Prioritize emergency savings, retirement savings and debt repayment
Managing your money can feel like you’re looking at an overwhelming to-do list with no idea which task to cross first.
Should You Aim To Pay Off Your Credit Cards Now? Do you need to start saving for your retirement, which is expected to start in 40 years? Are the emergency savings you’ve heard about really this important, especially when you are young and healthy?
The answer to each of these questions is yes. Saving for your future and paying off past debts is not the best situation.
Instead, the idea is to do it all at the same time. But how?
Start by saving
If you are to make it a top priority, it should be establishing a habit that will serve you well all your life: knowing how to save money. It’s crucial to automate this process as much as possible to avoid any extra thinking (and the potential to spend money). Set up direct deposit of your paycheck to a dedicated savings account for emergencies and unforeseen expenses.
The emergency fund plays a vital role in establishing a healthy personal financial ecosystem. By regularly feeding this savings stock, you will have a greater cushion to absorb an unforeseen expense that might otherwise add to your credit card debt.

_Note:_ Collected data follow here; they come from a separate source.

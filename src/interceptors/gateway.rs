//! Internal-gateway-only services: accept calls only from the internal gateway.
//!
//! The internal gateway has already authenticated the end user, so the
//! identity it forwards in `x-user-*` metadata is trusted once the key matches.

use async_trait::async_trait;
use pipeline_core::{AppError, AuthInfo, Call, CallContext, Metadata, RpcResult, UserRole, keys};
use secrecy::{ExposeSecret, SecretString};
use subtle::ConstantTimeEq;
use tracing::{debug, warn};
use uuid::Uuid;

use crate::pipeline::{Interceptor, Next};

pub struct GatewayInterceptor {
    gateway_key: SecretString,
}

impl GatewayInterceptor {
    #[must_use]
    pub const fn new(gateway_key: SecretString) -> Self {
        Self { gateway_key }
    }

    fn is_trusted(&self, call: &Call) -> bool {
        call.metadata()
            .get(keys::INTERNAL_GATEWAY_KEY)
            .is_some_and(|key| {
                key.as_bytes()
                    .ct_eq(self.gateway_key.expose_secret().as_bytes())
                    .into()
            })
    }
}

/// Identity forwarded by the internal gateway, if it sent a valid user id.
fn forwarded_identity(metadata: &Metadata) -> Option<AuthInfo> {
    let user_id = metadata.get(keys::USER_ID)?.parse::<Uuid>().ok()?;
    Some(AuthInfo {
        user_id,
        email: metadata.get(keys::USER_EMAIL).map(str::to_owned),
        role: metadata
            .get(keys::USER_ROLE)
            .and_then(|r| r.parse::<UserRole>().ok()),
        session_id: None,
    })
}

#[async_trait]
impl Interceptor for GatewayInterceptor {
    fn name(&self) -> &'static str {
        "gateway"
    }

    async fn intercept(&self, mut call: Call, ctx: &CallContext, next: Next<'_>) -> RpcResult {
        if !self.is_trusted(&call) {
            warn!(method = ctx.method(), request_id = ctx.request_id(), "Rejected call without internal gateway key");
            return Err(AppError::unauthenticated("Invalid Gateway Key").into());
        }
        if let Some(auth) = forwarded_identity(call.metadata()) {
            debug!(user_id = %auth.user_id, "Forwarded identity");
            call.extensions_mut().insert(auth);
        }
        next.run(call).await
    }
}
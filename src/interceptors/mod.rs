//! Interceptors shipped with the pipeline.
//!
//! # Recommended Order
//! Chains run outermost-first:
//! 1. `ErrorInterceptor` - error boundary, outermost
//! 2. `LoggingInterceptor` - sees every call, including rejected ones
//! 3. `RateLimitInterceptor` - rejects before any token verification work
//! 4. `AuthInterceptor` - gateway check and identity injection
//!
//! A limiter keyed per user must sit after `AuthInterceptor`. It buckets on the
//! verified [`AuthInfo`](pipeline_core::AuthInfo) only, so in front of auth it
//! falls back to the API key for every call.
//!
//! Internal-only services use `GatewayInterceptor` in place of `AuthInterceptor`.

mod auth;
mod error;
mod gateway;
mod logging;
mod rate_limit;

pub use auth::{AuthConfig, AuthInterceptor};
pub use error::ErrorInterceptor;
pub use gateway::GatewayInterceptor;
pub use logging::{LoggingInterceptor, MAX_LOGGED_PAYLOAD};
pub use rate_limit::{KeyStrategy, RateLimitConfig, RateLimitInterceptor};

For example, if you need to do a $ 2,000 auto repair tomorrow to make sure you can get to work, the ability to tap into your emergency savings fund is crucial. This means that you can avoid putting that $ 2,000 expense on a credit card with a 15% interest rate.
Don’t miss out on any retirement savings benefit
Since you are saving for what you don’t want, you should also save money for what you don’t want. to do want to see on the horizon: the freedom to enjoy your time after your years of work are in the rearview mirror. If your employer offers a 401 (k) or other tax-advantaged pension plan, take advantage of it through payroll deduction and be sure to inquire about match possibilities. Contribute as much as possible to maximize this benefit because it’s something everyone should love: free money.
If you don’t have an employer-sponsored retirement plan – or have the opportunity to save even more – set up automatic transfers from your checking account to an IRA to get government tax benefits for your retirement planning. responsible retirement.
Aim for the 10-15 percent rule
Between your emergency savings and your retirement plan, you should aim to contribute between 10 and 15 percent of your monthly income.
Reaching that mark will be difficult until you’ve reduced your high-cost debt to zero, but here’s the simple tip to remember from day one: don’t put off your savings until you’ve paid off your money in full. your debt. Any delay means you will miss out on valuable compound growth. And if you delay once, you risk delaying over and over again. So put something away now – every dollar counts – and regularly review your budget to see if you can save even more.
Develop a game plan to beat the debt
The savings strategy can be a routine to put in place and forget, but tackling your debt will require more energy and attention.
There is no one-size-fits-all approach to getting out of debt, but there are two starting points to consider. Both are rooted in analogies to winter weather, so think of it this way: embrace hard work in the cold now to get you on your way to sunnier days at the beach later.
- The avalanche method: From a purely financial standpoint, you will minimize financing costs by starting with the debt that has the highest interest rate. Spend as much money on it as possible while making the minimum payment on all others until it is paid off. Then move on to the next highest interest rate. You go down the mountain of interest rates from top to bottom, much like the avalanche.
- The snowball method: Instead of focusing on the interest rate attached to it, the snowball method focuses on the balance. You will start by committing as much money as possible for the smallest balance you are carrying while making the minimum payment on your other debts. When the first balance reaches zero, go to the next smallest balance. The amount you contribute towards a debt will snowball as you pay off each balance. Plus, the morale you can get from seeing every zero balance can inspire you to keep snowballing.
Remember that not all debt is created equal
As you work to free yourself from debt, it’s important to recognize that certain types of debt don’t need to be high on your priority list. If you’re paying off a 30-year mortgage with a 3% interest rate, there’s no rush. Of course, it can be nice to see your capital decrease, but you could also get a higher return by investing that money. Plus, you get a return on that debt by increasing the equity in your home.
Don’t let today’s mistakes be tomorrow’s regrets
Juggling savings for multiple reasons and reducing your debt can seem daunting right now, but getting the job done will put you in a position for less stress in the long run. Just ask others who have been in your shoes: Almost 40% of those polled in Bankrate’s recent financial security survey cited not saving enough – whether for emergencies or retirement – as their biggest financial regret.